[Stored data entries]

//! CLI command definitions and handlers

use clap::Subcommand;
use indicatif::{ProgressBar, ProgressStyle};
use std::path::PathBuf;
use std::sync::Arc;
use tracing::info;

use crate::core::config::TranslatorConfig;
use crate::core::dispatcher::JobDispatcher;
use crate::core::models::format_elapsed;
use crate::core::quota::QuotaGate;
use crate::providers::deepl::DeeplClient;
use crate::providers::google::GoogleClient;
use crate::providers::http_client;

/// Commands for the subtitle translator
#[derive(Subcommand, Debug)]
pub enum Commands {
    /// Translate every .srt file in a directory
    Srt {
        /// Directory containing the subtitle files
        #[arg(short, long)]
        dir: PathBuf,

        /// Source language code (e.g. en, ch)
        #[arg(short, long)]
        source_lang: String,

        /// Target language code (e.g. fr, ch)
        #[arg(short, long)]
        target_lang: String,

        /// Maximum number of files translated at a time
        #[arg(long)]
        max_concurrent: Option<usize>,
    },

    /// Show the DeepL usage report
    Usage,
}

/// Build the dispatcher for one language pair from the configuration
pub fn build_dispatcher(
    config: &TranslatorConfig,
    source_lang: &str,
    target_lang: &str,
) -> anyhow::Result<JobDispatcher> {
    config.validate()?;

    let client = http_client(config.timeout_ms)?;
    let deepl = Arc::new(DeeplClient::new(config, client.clone(), source_lang, target_lang));
    let google = Arc::new(GoogleClient::new(config, client, source_lang, target_lang));
    let gate = QuotaGate::new(deepl.clone(), config.usage_margin);

    Ok(JobDispatcher::new(deepl, google, gate))
}

/// Handle subtitle translation command
pub async fn handle_srt(
    config: TranslatorConfig,
    dir: PathBuf,
    source_lang: String,
    target_lang: String,
    max_concurrent: Option<usize>,
) -> anyhow::Result<()> {
    if source_lang.trim().is_empty() || target_lang.trim().is_empty() {
        anyhow::bail!("Source and target languages should be provided!");
    }
    let max_concurrent = max_concurrent.unwrap_or(config.max_concurrent);

    info!("Starting subtitle translation");
    info!("Input: {}", dir.display());
    info!("Languages: {} -> {}", source_lang, target_lang);
    info!("Max concurrent: {}", max_concurrent);

    let dispatcher = build_dispatcher(&config, &source_lang, &target_lang)?;
    let jobs = dispatcher.jobs_from_dir(&dir, &source_lang, &target_lang)?;
    let pending = jobs.iter().filter(|j| !j.is_translated_output()).count();

    // Create progress bar
    let pb = ProgressBar::new(pending as u64);
    pb.set_style(ProgressStyle::default_bar()
        .template("{spinner:.green} [{elapsed_precise}] [{bar:40.cyan/blue}] {pos}/{len} ({eta}) {msg}")?
        .progress_chars("=>-"));

    let report = dispatcher.with_progress(pb.clone()).run(jobs, max_concurrent).await;
    pb.finish_with_message("Completed");

    println!("\n✅ Translation completed!");
    println!("   Processed: {}", report.succeeded());
    println!("   Failed: {}", report.failed());
    println!("   Time: {}", format_elapsed(report.elapsed));

    for failure in report.failures() {
        eprintln!(
            "Error processing {}: {}",
            failure.job.source_file.display(),
            failure.error.as_deref().unwrap_or("unknown error")
        );
    }

    Ok(())
}

/// Handle usage command
pub async fn handle_usage(config: TranslatorConfig) -> anyhow::Result<()> {
    let client = http_client(config.timeout_ms)?;
    let deepl = Arc::new(DeeplClient::new(&config, client, "en", "en"));
    let gate = QuotaGate::new(deepl, config.usage_margin);

    gate.report_usage().await;
    match gate.check().await {
        Ok(true) => println!("DeepL quota available"),
        Ok(false) => println!("DeepL unavailable or quota exhausted; Google will be used"),
        Err(e) => println!("DeepL usage unknown ({}); Google will be used", e),
    }

    Ok(())
}
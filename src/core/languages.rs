//! Provider-specific language codes

use crate::core::models::ProviderKind;

/// Map a user-facing language code to the code a provider expects.
///
/// Unknown codes pass through unchanged.
pub fn normalize(provider: ProviderKind, code: &str) -> String {
    let mapped = match (provider, code) {
        (ProviderKind::Deepl, "en") => "EN-US",
        (ProviderKind::Deepl, "ch") => "ZH",
        (ProviderKind::Google, "ch") => "zh",
        _ => code,
    };
    mapped.to_string()
}

/// DeepL only accepts base languages as the source (`EN`, not `EN-US`)
pub fn deepl_source(code: &str) -> String {
    let normalized = normalize(ProviderKind::Deepl, code);
    normalized
        .split('-')
        .next()
        .unwrap_or_default()
        .to_uppercase()
}
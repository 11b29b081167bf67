//! Subtitle Translator - batch `.srt` translation library
//!
//! Translates subtitle files line by line with DeepL while its quota lasts
//! and Google Cloud Translation otherwise, running many files concurrently.

#![forbid(unsafe_code)]

pub mod cli;
pub mod core;
pub mod processors;
pub mod providers;

// Re-export key types for convenience
pub use crate::core::{
    config::TranslatorConfig,
    dispatcher::JobDispatcher,
    errors::TranslationError,
    guard::RetranslationGuard,
    models::{BatchReport, JobOutcome, ProviderKind, ProviderSelection, TranslationJob, UsageSnapshot},
    quota::QuotaGate,
};

pub use processors::subtitle::SubtitleProcessor;
pub use providers::{deepl::DeeplClient, google::GoogleClient, Translator, UsageSource};

/// Library version
pub const VERSION: &str = env!("CARGO_PKG_VERSION");

/// Library name
pub const NAME: &str = env!("CARGO_PKG_NAME");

**Task to complete**
When a line of the records includes "files", that line belongs in the answer.

**Result below**
        /// Directory containing the subtitle files
        /// Maximum number of files translated at a time
//! Translates subtitle files line by line with DeepL while its quota lasts
//! and Google Cloud Translation otherwise, running many files concurrently.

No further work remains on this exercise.